----- Source material -----

// SPDX-License-Identifier: MIT

//! Security headers middleware.

use axum::{extract::Request, http::HeaderValue, middleware::Next, response::Response};

/// Add security headers to all responses.
pub async fn add_security_headers(req: Request, next: Next) -> Response {
    let mut response = next.run(req).await;
    let headers = response.headers_mut();

    headers.insert(
        "X-Content-Type-Options",
        HeaderValue::from_static("nosniff"),
    );
    headers.insert("X-Frame-Options", HeaderValue::from_static("DENY"));
    headers.insert(
        "Strict-Transport-Security",
        HeaderValue::from_static("max-age=31536000; includeSubDomains"),
    );
    headers.insert(
        "Content-Security-Policy",
        HeaderValue::from_static("default-src 'none'; frame-ancestors 'none'"),
    );
    headers.insert("Referrer-Policy", HeaderValue::from_static("no-referrer"));

    response
}
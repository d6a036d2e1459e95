// SPDX-License-Identifier: MIT

//! Database layer (Firestore).

pub mod firestore;

pub use firestore::FirestoreDb;

/// Collection names as constants.
pub mod collections {
    pub const UPLOADS: &str = "activity_uploads";
    pub const ACTIVITIES: &str = "completed_activities";
    pub const LINKS: &str = "session_activity_links";
    /// Owned by the plan/calendar subsystem; read-only here.
    pub const SESSIONS: &str = "planned_sessions";
}
// SPDX-License-Identifier: MIT

//! Matching/scoring engine.
//!
//! Pure functions only: candidate retrieval is I/O and lives in the
//! ingestion service, so everything here is deterministic and testable
//! in isolation. Given one completed activity and the candidate planned
//! sessions in a +/-6h window, each candidate gets a confidence in
//! [0, 1] and the decision policy accepts one candidate or defers to a
//! human.

use chrono::{DateTime, NaiveDate, NaiveTime, TimeZone, Utc};

use crate::models::{CompletedActivity, PlannedSession, ScoreBreakdown, Sport};

/// Sub-score weights. They sum to 1.0 so confidence stays in [0, 1].
const TIME_WEIGHT: f64 = 0.4;
const SPORT_WEIGHT: f64 = 0.3;
const DURATION_WEIGHT: f64 = 0.2;
const DISTANCE_WEIGHT: f64 = 0.1;

/// Minimum confidence for an auto-match.
pub const ACCEPT_THRESHOLD: f64 = 0.85;
/// Minimum lead over the runner-up; closer than this is ambiguous and
/// deferred to manual attach.
pub const AMBIGUITY_MARGIN: f64 = 0.15;

/// Planned sessions carry a date but no time of day; candidates are
/// anchored at this hour UTC.
const CANDIDATE_START_HOUR: u32 = 6;

/// The activity-side fields the engine reads.
#[derive(Debug, Clone)]
pub struct MatchInput {
    pub sport: Sport,
    pub start_time_utc: DateTime<Utc>,
    pub duration_sec: u32,
    pub distance_m: f64,
}

impl From<&CompletedActivity> for MatchInput {
    fn from(activity: &CompletedActivity) -> Self {
        Self {
            sport: activity.sport,
            start_time_utc: activity.start_time_utc,
            duration_sec: activity.duration_sec,
            distance_m: activity.distance_m,
        }
    }
}

/// A planned session reduced to the four fields scoring needs.
#[derive(Debug, Clone)]
pub struct MatchCandidate {
    pub session_id: String,
    pub sport: Sport,
    pub start_time_utc: DateTime<Utc>,
    pub target_duration_sec: Option<u32>,
    pub target_distance_m: Option<f64>,
}

impl MatchCandidate {
    pub fn from_session(session: &PlannedSession) -> Self {
        Self {
            session_id: session.id.clone(),
            sport: session.sport,
            start_time_utc: candidate_start(session.date),
            target_duration_sec: session.duration_minutes.map(|m| m * 60),
            target_distance_m: session.distance_m,
        }
    }
}

/// Anchor a dated session at the candidate start hour.
fn candidate_start(date: NaiveDate) -> DateTime<Utc> {
    let time = NaiveTime::from_hms_opt(CANDIDATE_START_HOUR, 0, 0).unwrap_or(NaiveTime::MIN);
    Utc.from_utc_datetime(&date.and_time(time))
}

/// One candidate's score.
#[derive(Debug, Clone)]
pub struct ScoredCandidate {
    pub session_id: String,
    pub confidence: f64,
    pub breakdown: ScoreBreakdown,
}

/// Score one candidate against the activity.
///
/// Weighted sum of time proximity, sport match, duration similarity and
/// distance similarity; see the individual scoring functions below.
pub fn score_candidate(activity: &MatchInput, candidate: &MatchCandidate) -> ScoredCandidate {
    let minutes_diff = (activity.start_time_utc - candidate.start_time_utc)
        .num_seconds()
        .abs() as f64
        / 60.0;

    let time_score = time_proximity_score(minutes_diff);
    let sport_score = if activity.sport == candidate.sport { 1.0 } else { 0.0 };
    let duration_score = similarity_score(
        f64::from(activity.duration_sec),
        candidate.target_duration_sec.map(f64::from),
    );
    let distance_score = similarity_score(activity.distance_m, candidate.target_distance_m);

    let confidence = clamp01(
        time_score * TIME_WEIGHT
            + sport_score * SPORT_WEIGHT
            + duration_score * DURATION_WEIGHT
            + distance_score * DISTANCE_WEIGHT,
    );

    ScoredCandidate {
        session_id: candidate.session_id.clone(),
        confidence,
        breakdown: ScoreBreakdown {
            time_score,
            sport_score,
            duration_score,
            distance_score,
            minutes_diff,
        },
    }
}

/// Decision policy: accept the best candidate only when it clears the
/// confidence threshold AND leads the runner-up by a clear margin.
///
/// A bare threshold mis-links same-sport sessions planned close together
/// (a brick workout produces two plausible candidates); requiring a
/// margin defers those to a human instead of silently picking one.
pub fn pick_auto_match(scores: &[ScoredCandidate]) -> Option<&ScoredCandidate> {
    let mut ranked: Vec<&ScoredCandidate> = scores.iter().collect();
    ranked.sort_by(|a, b| b.confidence.total_cmp(&a.confidence));

    let best = *ranked.first()?;
    if best.confidence < ACCEPT_THRESHOLD {
        return None;
    }
    if let Some(second) = ranked.get(1) {
        if best.confidence - second.confidence < AMBIGUITY_MARGIN {
            return None;
        }
    }
    Some(best)
}

/// Step function over the start-time gap. Deliberately not a continuous
/// decay: the steps make any stored breakdown auditable at a glance.
fn time_proximity_score(minutes_diff: f64) -> f64 {
    if minutes_diff <= 30.0 {
        1.0
    } else if minutes_diff <= 90.0 {
        0.6
    } else if minutes_diff <= 360.0 {
        0.2
    } else {
        0.0
    }
}

/// `clamp(1 - |actual - target| / target)` when a positive target exists,
/// else neutral 0.5 so an unspecified target neither helps nor hurts.
fn similarity_score(actual: f64, target: Option<f64>) -> f64 {
    match target.filter(|t| *t > 0.0) {
        Some(target) => clamp01(1.0 - (actual - target).abs() / target),
        None => 0.5,
    }
}

fn clamp01(value: f64) -> f64 {
    value.clamp(0.0, 1.0)
}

-----

## Work item
The records above are to be output in full and without error.

## Response to this exercise
// SPDX-License-Identifier: MIT

//! Security headers middleware.

use axum::{extract::Request, http::HeaderValue, middleware::Next, response::Response};

/// Add security headers to all responses.
pub async fn add_security_headers(req: Request, next: Next) -> Response {
    let mut response = next.run(req).await;
    let headers = response.headers_mut();

    headers.insert(
        "X-Content-Type-Options",
        HeaderValue::from_static("nosniff"),
    );
    headers.insert("X-Frame-Options", HeaderValue::from_static("DENY"));
    headers.insert(
        "Strict-Transport-Security",
        HeaderValue::from_static("max-age=31536000; includeSubDomains"),
    );
    headers.insert(
        "Content-Security-Policy",
        HeaderValue::from_static("default-src 'none'; frame-ancestors 'none'"),
    );
    headers.insert("Referrer-Policy", HeaderValue::from_static("no-referrer"));

    response
}
repository d6a036d2e1459e95
// SPDX-License-Identifier: MIT

//! Database layer (Firestore).

pub mod firestore;

pub use firestore::FirestoreDb;

/// Collection names as constants.
pub mod collections {
    pub const UPLOADS: &str = "activity_uploads";
    pub const ACTIVITIES: &str = "completed_activities";
    pub const LINKS: &str = "session_activity_links";
    /// Owned by the plan/calendar subsystem; read-only here.
    pub const SESSIONS: &str = "planned_sessions";
}
// SPDX-License-Identifier: MIT

//! Matching/scoring engine.
//!
//! Pure functions only: candidate retrieval is I/O and lives in the
//! ingestion service, so everything here is deterministic and testable
//! in isolation. Given one completed activity and the candidate planned
//! sessions in a +/-6h window, each candidate gets a confidence in
//! [0, 1] and the decision policy accepts one candidate or defers to a
//! human.

use chrono::{DateTime, NaiveDate, NaiveTime, TimeZone, Utc};

use crate::models::{CompletedActivity, PlannedSession, ScoreBreakdown, Sport};

/// Sub-score weights. They sum to 1.0 so confidence stays in [0, 1].
const TIME_WEIGHT: f64 = 0.4;
const SPORT_WEIGHT: f64 = 0.3;
const DURATION_WEIGHT: f64 = 0.2;
const DISTANCE_WEIGHT: f64 = 0.1;

/// Minimum confidence for an auto-match.
pub const ACCEPT_THRESHOLD: f64 = 0.85;
/// Minimum lead over the runner-up; closer than this is ambiguous and
/// deferred to manual attach.
pub const AMBIGUITY_MARGIN: f64 = 0.15;

/// Planned sessions carry a date but no time of day; candidates are
/// anchored at this hour UTC.
const CANDIDATE_START_HOUR: u32 = 6;

/// The activity-side fields the engine reads.
#[derive(Debug, Clone)]
pub struct MatchInput {
    pub sport: Sport,
    pub start_time_utc: DateTime<Utc>,
    pub duration_sec: u32,
    pub distance_m: f64,
}

impl From<&CompletedActivity> for MatchInput {
    fn from(activity: &CompletedActivity) -> Self {
        Self {
            sport: activity.sport,
            start_time_utc: activity.start_time_utc,
            duration_sec: activity.duration_sec,
            distance_m: activity.distance_m,
        }
    }
}

/// A planned session reduced to the four fields scoring needs.
#[derive(Debug, Clone)]
pub struct MatchCandidate {
    pub session_id: String,
    pub sport: Sport,
    pub start_time_utc: DateTime<Utc>,
    pub target_duration_sec: Option<u32>,
    pub target_distance_m: Option<f64>,
}

impl MatchCandidate {
    pub fn from_session(session: &PlannedSession) -> Self {
        Self {
            session_id: session.id.clone(),
            sport: session.sport,
            start_time_utc: candidate_start(session.date),
            target_duration_sec: session.duration_minutes.map(|m| m * 60),
            target_distance_m: session.distance_m,
        }
    }
}

/// Anchor a dated session at the candidate start hour.
fn candidate_start(date: NaiveDate) -> DateTime<Utc> {
    let time = NaiveTime::from_hms_opt(CANDIDATE_START_HOUR, 0, 0).unwrap_or(NaiveTime::MIN);
    Utc.from_utc_datetime(&date.and_time(time))
}

/// One candidate's score.
#[derive(Debug, Clone)]
pub struct ScoredCandidate {
    pub session_id: String,
    pub confidence: f64,
    pub breakdown: ScoreBreakdown,
}

/// Score one candidate against the activity.
///
/// Weighted sum of time proximity, sport match, duration similarity and
/// distance similarity; see the individual scoring functions below.
pub fn score_candidate(activity: &MatchInput, candidate: &MatchCandidate) -> ScoredCandidate {
    let minutes_diff = (activity.start_time_utc - candidate.start_time_utc)
        .num_seconds()
        .abs() as f64
        / 60.0;

    let time_score = time_proximity_score(minutes_diff);
    let sport_score = if activity.sport == candidate.sport { 1.0 } else { 0.0 };
    let duration_score = similarity_score(
        f64::from(activity.duration_sec),
        candidate.target_duration_sec.map(f64::from),
    );
    let distance_score = similarity_score(activity.distance_m, candidate.target_distance_m);

    let confidence = clamp01(
        time_score * TIME_WEIGHT
            + sport_score * SPORT_WEIGHT
            + duration_score * DURATION_WEIGHT
            + distance_score * DISTANCE_WEIGHT,
    );

    ScoredCandidate {
        session_id: candidate.session_id.clone(),
        confidence,
        breakdown: ScoreBreakdown {
            time_score,
            sport_score,
            duration_score,
            distance_score,
            minutes_diff,
        },
    }
}

/// Decision policy: accept the best candidate only when it clears the
/// confidence threshold AND leads the runner-up by a clear margin.
///
/// A bare threshold mis-links same-sport sessions planned close together
/// (a brick workout produces two plausible candidates); requiring a
/// margin defers those to a human instead of silently picking one.
pub fn pick_auto_match(scores: &[ScoredCandidate]) -> Option<&ScoredCandidate> {
    let mut ranked: Vec<&ScoredCandidate> = scores.iter().collect();
    ranked.sort_by(|a, b| b.confidence.total_cmp(&a.confidence));

    let best = *ranked.first()?;
    if best.confidence < ACCEPT_THRESHOLD {
        return None;
    }
    if let Some(second) = ranked.get(1) {
        if best.confidence - second.confidence < AMBIGUITY_MARGIN {
            return None;
        }
    }
    Some(best)
}

/// Step function over the start-time gap. Deliberately not a continuous
/// decay: the steps make any stored breakdown auditable at a glance.
fn time_proximity_score(minutes_diff: f64) -> f64 {
    if minutes_diff <= 30.0 {
        1.0
    } else if minutes_diff <= 90.0 {
        0.6
    } else if minutes_diff <= 360.0 {
        0.2
    } else {
        0.0
    }
}

/// `clamp(1 - |actual - target| / target)` when a positive target exists,
/// else neutral 0.5 so an unspecified target neither helps nor hurts.
fn similarity_score(actual: f64, target: Option<f64>) -> f64 {
    match target.filter(|t| *t > 0.0) {
        Some(target) => clamp01(1.0 - (actual - target).abs() / target),
        None => 0.5,
    }
}

fn clamp01(value: f64) -> f64 {
    value.clamp(0.0, 1.0)
}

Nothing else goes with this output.